King’s compositions – in which she renders her subject matter with a sparse touch and sure line – are disarming and require close examination. It is what makes her work so special. By using oils and pencil King employs a clever yet subtle play on our preconceptions of what landscape painting is. Look closely; her simple, sparse scenes filled with grey Scottish and German skies may seem traditional but zero in on the sheds, buildings, containers and roads and you’ll see signs of abandonment, a wasteland, a tale of disintegration, of windows without glass, rusted metal and urban spaces being re-claimed by nature. You might say King’s work are pictures of a battlefield, of man against nature.

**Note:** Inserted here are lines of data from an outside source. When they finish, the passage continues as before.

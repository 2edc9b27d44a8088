// Job submission and cron scheduling

use super::QueueManager;
use crate::domain::{validate_queue_name, JobId, JobOptions, ScheduleOptions};
use crate::error::{QueueError, Result};
use serde::Serialize;
use tracing::{error, info};

impl QueueManager {
    /// Enqueue `payload` on `queue`. Unset retry options fall back to the
    /// configured queue defaults, then to 3 retries every 5000 ms.
    pub async fn add_job<T>(&self, queue: &str, payload: &T, options: JobOptions) -> Result<JobId>
    where
        T: Serialize + ?Sized,
    {
        validate_queue_name(queue).map_err(|e| {
            error!(error = %e, "Rejected job submission");
            QueueError::Validation(e.to_string())
        })?;
        self.wait_for_initialization().await?;

        let data = serde_json::to_value(payload).map_err(|e| {
            error!(queue = %queue, error = %e, "Job payload is not serializable");
            QueueError::Serialization(e)
        })?;
        let options = options.merged_with(self.config.queue_defaults());

        if let Err(e) = self.engine.create_queue(queue).await {
            return Err(submission_failed(queue, e.to_string()));
        }

        match self.engine.send(queue, data, &options).await {
            Ok(Some(job_id)) if !job_id.is_empty() => {
                self.metrics.record_submitted(queue);
                info!(queue = %queue, job_id = %job_id, "Job added");
                Ok(job_id)
            }
            Ok(_) => Err(submission_failed(queue, "engine returned no job id".to_string())),
            Err(e) => Err(submission_failed(queue, e.to_string())),
        }
    }

    /// Register a recurring job. Firing is owned by the engine.
    pub async fn schedule<T>(
        &self,
        queue: &str,
        payload: &T,
        cron: &str,
        options: ScheduleOptions,
    ) -> Result<String>
    where
        T: Serialize + ?Sized,
    {
        validate_queue_name(queue).map_err(|e| {
            error!(error = %e, "Rejected schedule");
            QueueError::Validation(e.to_string())
        })?;
        self.wait_for_initialization().await?;

        let data = serde_json::to_value(payload).map_err(|e| {
            error!(queue = %queue, error = %e, "Schedule payload is not serializable");
            QueueError::Serialization(e)
        })?;

        if let Err(e) = self.engine.create_queue(queue).await {
            return Err(schedule_failed(queue, e.to_string()));
        }

        match self.engine.schedule(queue, cron, data, &options).await {
            Ok(Some(schedule_id)) if !schedule_id.is_empty() => {
                info!(queue = %queue, cron = %cron, "Job scheduled");
                Ok(schedule_id)
            }
            Ok(_) => Err(schedule_failed(queue, "engine returned no schedule id".to_string())),
            Err(e) => Err(schedule_failed(queue, e.to_string())),
        }
    }
}

fn submission_failed(queue: &str, reason: String) -> QueueError {
    error!(queue = %queue, reason = %reason, "Failed to add job");
    QueueError::Submission {
        queue: queue.to_string(),
        reason,
    }
}

fn schedule_failed(queue: &str, reason: String) -> QueueError {
    error!(queue = %queue, reason = %reason, "Failed to schedule job");
    QueueError::Schedule {
        queue: queue.to_string(),
        reason,
    }
}
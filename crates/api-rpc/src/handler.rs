//! RPC Method Handlers

use crate::error::{job_not_found, to_rpc_error};
use crate::types::{JobLookupRequest, JobLookupResponse, QueueListResponse};
use jsonrpsee::types::ErrorObjectOwned;
use queue_sdk_core::domain::{HealthStatus, JobStateInfo, QueueMetrics};
use queue_sdk_core::QueueManager;
use std::sync::Arc;
use tracing::debug;

/// RPC Handler over a shared Queue Manager
pub struct RpcHandler {
    manager: Arc<QueueManager>,
}

impl RpcHandler {
    pub fn new(manager: Arc<QueueManager>) -> Self {
        Self { manager }
    }

    /// queue.health.v1
    pub async fn health(&self) -> HealthStatus {
        self.manager.get_health_status().await
    }

    /// queue.metrics.v1
    pub async fn metrics(&self) -> QueueMetrics {
        self.manager.get_metrics().await
    }

    /// queue.list.v1
    pub async fn queues(&self) -> Result<QueueListResponse, ErrorObjectOwned> {
        let queues = self.manager.get_queues().await.map_err(to_rpc_error)?;
        Ok(QueueListResponse { queues })
    }

    /// queue.job.v1
    pub async fn job(&self, params: JobLookupRequest) -> Result<JobLookupResponse, ErrorObjectOwned> {
        debug!(queue = %params.queue, job_id = %params.job_id, detailed = params.detailed, "Job lookup");

        let (state, job) = if params.detailed {
            let job = self
                .manager
                .get_job_info(&params.queue, &params.job_id)
                .await
                .map_err(to_rpc_error)?
                .ok_or_else(|| job_not_found(&params.queue, &params.job_id))?;
            (JobStateInfo::from(&job), Some(job))
        } else {
            let state = self
                .manager
                .get_job_state(&params.queue, &params.job_id)
                .await
                .map_err(to_rpc_error)?
                .ok_or_else(|| job_not_found(&params.queue, &params.job_id))?;
            (state, None)
        };

        Ok(JobLookupResponse {
            queue: params.queue,
            job_id: params.job_id,
            state,
            job,
        })
    }
}
// PostgreSQL Connection Pool Setup

use crate::error::map_sqlx_error;
use queue_sdk_core::config::{DatabaseConfig, TlsMode};
use queue_sdk_core::port::EngineError;
use sqlx::postgres::{PgConnectOptions, PgPool, PgPoolOptions, PgSslMode};
use std::time::Duration;
use tracing::info;

/// Build connect options from the SDK database section
pub fn connect_options(config: &DatabaseConfig) -> PgConnectOptions {
    let ssl_mode = match config.ssl_mode {
        TlsMode::Disable => PgSslMode::Disable,
        TlsMode::Prefer => PgSslMode::Prefer,
        TlsMode::Require => PgSslMode::Require,
    };

    PgConnectOptions::new()
        .host(&config.host)
        .port(config.port)
        .database(&config.database)
        .username(&config.user)
        .password(&config.password)
        .application_name(config.application_name())
        .ssl_mode(ssl_mode)
}

/// Create the connection pool and check that the server answers
pub async fn create_pool(
    config: &DatabaseConfig,
    max_connections: u32,
    acquire_timeout: Duration,
) -> Result<PgPool, EngineError> {
    let pool = PgPoolOptions::new()
        .max_connections(max_connections)
        .acquire_timeout(acquire_timeout)
        .connect_with(connect_options(config))
        .await
        .map_err(map_sqlx_error)?;

    info!(
        host = %config.host,
        port = config.port,
        database = %config.database,
        max_connections,
        "Connected to PostgreSQL"
    );
    Ok(pool)
}

#[cfg(test)]
mod tests {
    use super::*;

    fn database() -> DatabaseConfig {
        DatabaseConfig {
            host: "db.internal".to_string(),
            port: 6543,
            database: "jobs".to_string(),
            user: "worker".to_string(),
            password: "secret".to_string(),
            ssl_mode: TlsMode::Require,
            ..Default::default()
        }
    }

    #[test]
    fn test_connect_options_follow_config() {
        let options = connect_options(&database());
        assert_eq!(options.get_host(), "db.internal");
        assert_eq!(options.get_port(), 6543);
        assert_eq!(options.get_database(), Some("jobs"));
        assert_eq!(options.get_username(), "worker");
        assert_eq!(options.get_application_name(), Some("queue-sdk"));
        assert!(matches!(options.get_ssl_mode(), PgSslMode::Require));
    }

    #[test]
    fn test_custom_application_name() {
        let mut config = database();
        config.application_name = Some("billing".to_string());
        config.ssl_mode = TlsMode::Disable;

        let options = connect_options(&config);
        assert_eq!(options.get_application_name(), Some("billing"));
        assert!(matches!(options.get_ssl_mode(), PgSslMode::Disable));
    }
}
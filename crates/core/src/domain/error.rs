// Domain Error Types

use thiserror::Error;

#[derive(Error, Debug, Clone, PartialEq, Eq)]
pub enum DomainError {
    #[error("Unknown job state: {0}")]
    UnknownJobState(String),

    #[error("Invalid queue name: {0}")]
    InvalidQueueName(String),
}

pub type Result<T> = std::result::Result<T, DomainError>;
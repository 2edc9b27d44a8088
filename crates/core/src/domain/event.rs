//! Typed lifecycle events broadcast by the queue manager.
//!
//! Backed by `tokio::sync::broadcast`: every subscriber sees every event
//! published after it subscribed, slow subscribers observe `Lagged`.

use serde::Serialize;
use tokio::sync::broadcast;

use super::job::{JobId, WorkerId};

/// Default broadcast capacity
pub const EVENT_CHANNEL_CAPACITY: usize = 1024;

#[derive(Debug, Clone, PartialEq, Serialize)]
#[serde(tag = "event", rename_all = "camelCase")]
pub enum QueueEvent {
    JobCompleted {
        job_id: JobId,
        queue: String,
        data: serde_json::Value,
    },
    JobFailed {
        job_id: JobId,
        queue: String,
        error: String,
    },
    WorkerStarted {
        worker_id: WorkerId,
        queue: String,
    },
    WorkerStopped {
        worker_id: WorkerId,
        queue: String,
    },
    Error {
        message: String,
    },
    Stopped,
}

impl QueueEvent {
    /// Wire name used in logs and by event listeners
    pub fn name(&self) -> &'static str {
        match self {
            QueueEvent::JobCompleted { .. } => "job:completed",
            QueueEvent::JobFailed { .. } => "job:failed",
            QueueEvent::WorkerStarted { .. } => "worker:started",
            QueueEvent::WorkerStopped { .. } => "worker:stopped",
            QueueEvent::Error { .. } => "error",
            QueueEvent::Stopped => "stopped",
        }
    }
}

#[derive(Clone)]
pub struct EventBus {
    tx: broadcast::Sender<QueueEvent>,
}

impl EventBus {
    pub fn new(capacity: usize) -> Self {
        let (tx, _) = broadcast::channel(capacity);
        Self { tx }
    }

    /// Returns the number of subscribers reached (0 is not an error)
    pub fn publish(&self, event: QueueEvent) -> usize {
        tracing::trace!(event = event.name(), "Publishing queue event");
        self.tx.send(event).unwrap_or(0)
    }

    pub fn subscribe(&self) -> broadcast::Receiver<QueueEvent> {
        self.tx.subscribe()
    }

    pub fn subscriber_count(&self) -> usize {
        self.tx.receiver_count()
    }
}

impl Default for EventBus {
    fn default() -> Self {
        Self::new(EVENT_CHANNEL_CAPACITY)
    }
}

#[cfg(test)]
mod tests {
    use super::*;

    #[tokio::test]
    async fn test_publish_without_subscribers() {
        let bus = EventBus::default();
        assert_eq!(bus.publish(QueueEvent::Stopped), 0);
    }

    #[tokio::test]
    async fn test_fan_out_to_all_subscribers() {
        let bus = EventBus::new(16);
        let mut first = bus.subscribe();
        let mut second = bus.subscribe();

        let delivered = bus.publish(QueueEvent::WorkerStarted {
            worker_id: "w-1".to_string(),
            queue: "email-queue".to_string(),
        });
        assert_eq!(delivered, 2);

        let a = first.recv().await.unwrap();
        let b = second.recv().await.unwrap();
        assert_eq!(a, b);
        assert_eq!(a.name(), "worker:started");
    }

    #[test]
    fn test_event_serialization_tag() {
        let event = QueueEvent::JobFailed {
            job_id: "42".to_string(),
            queue: "q".to_string(),
            error: "boom".to_string(),
        };
        let value = serde_json::to_value(&event).unwrap();
        assert_eq!(value["event"], "jobFailed");
        assert_eq!(value["job_id"], "42");
    }
}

Here’s what she has to say about her work:

I love to explore empty, feral places: wastelands, abandoned buildings and barren pieces of scrub-land. I find myself in a no-mans land. Unclaimed territory, that, for a while anyway, I can have as my own. It’s an adventure playground that nobody meant to build, a desolate, wild expanse of cracking concrete and decaying structures. Once a hive of human activity, these forgotten places have no purpose left – but no rules either – and nature is slowly and relentlessly taking the land back.

You can see King’s work from 4th – 20th February at the Open Eye Gallery, 34 Abercromby Place, Edinburgh

 

moray mair

about moray mair

moray mair has written 1485 posts in this blog.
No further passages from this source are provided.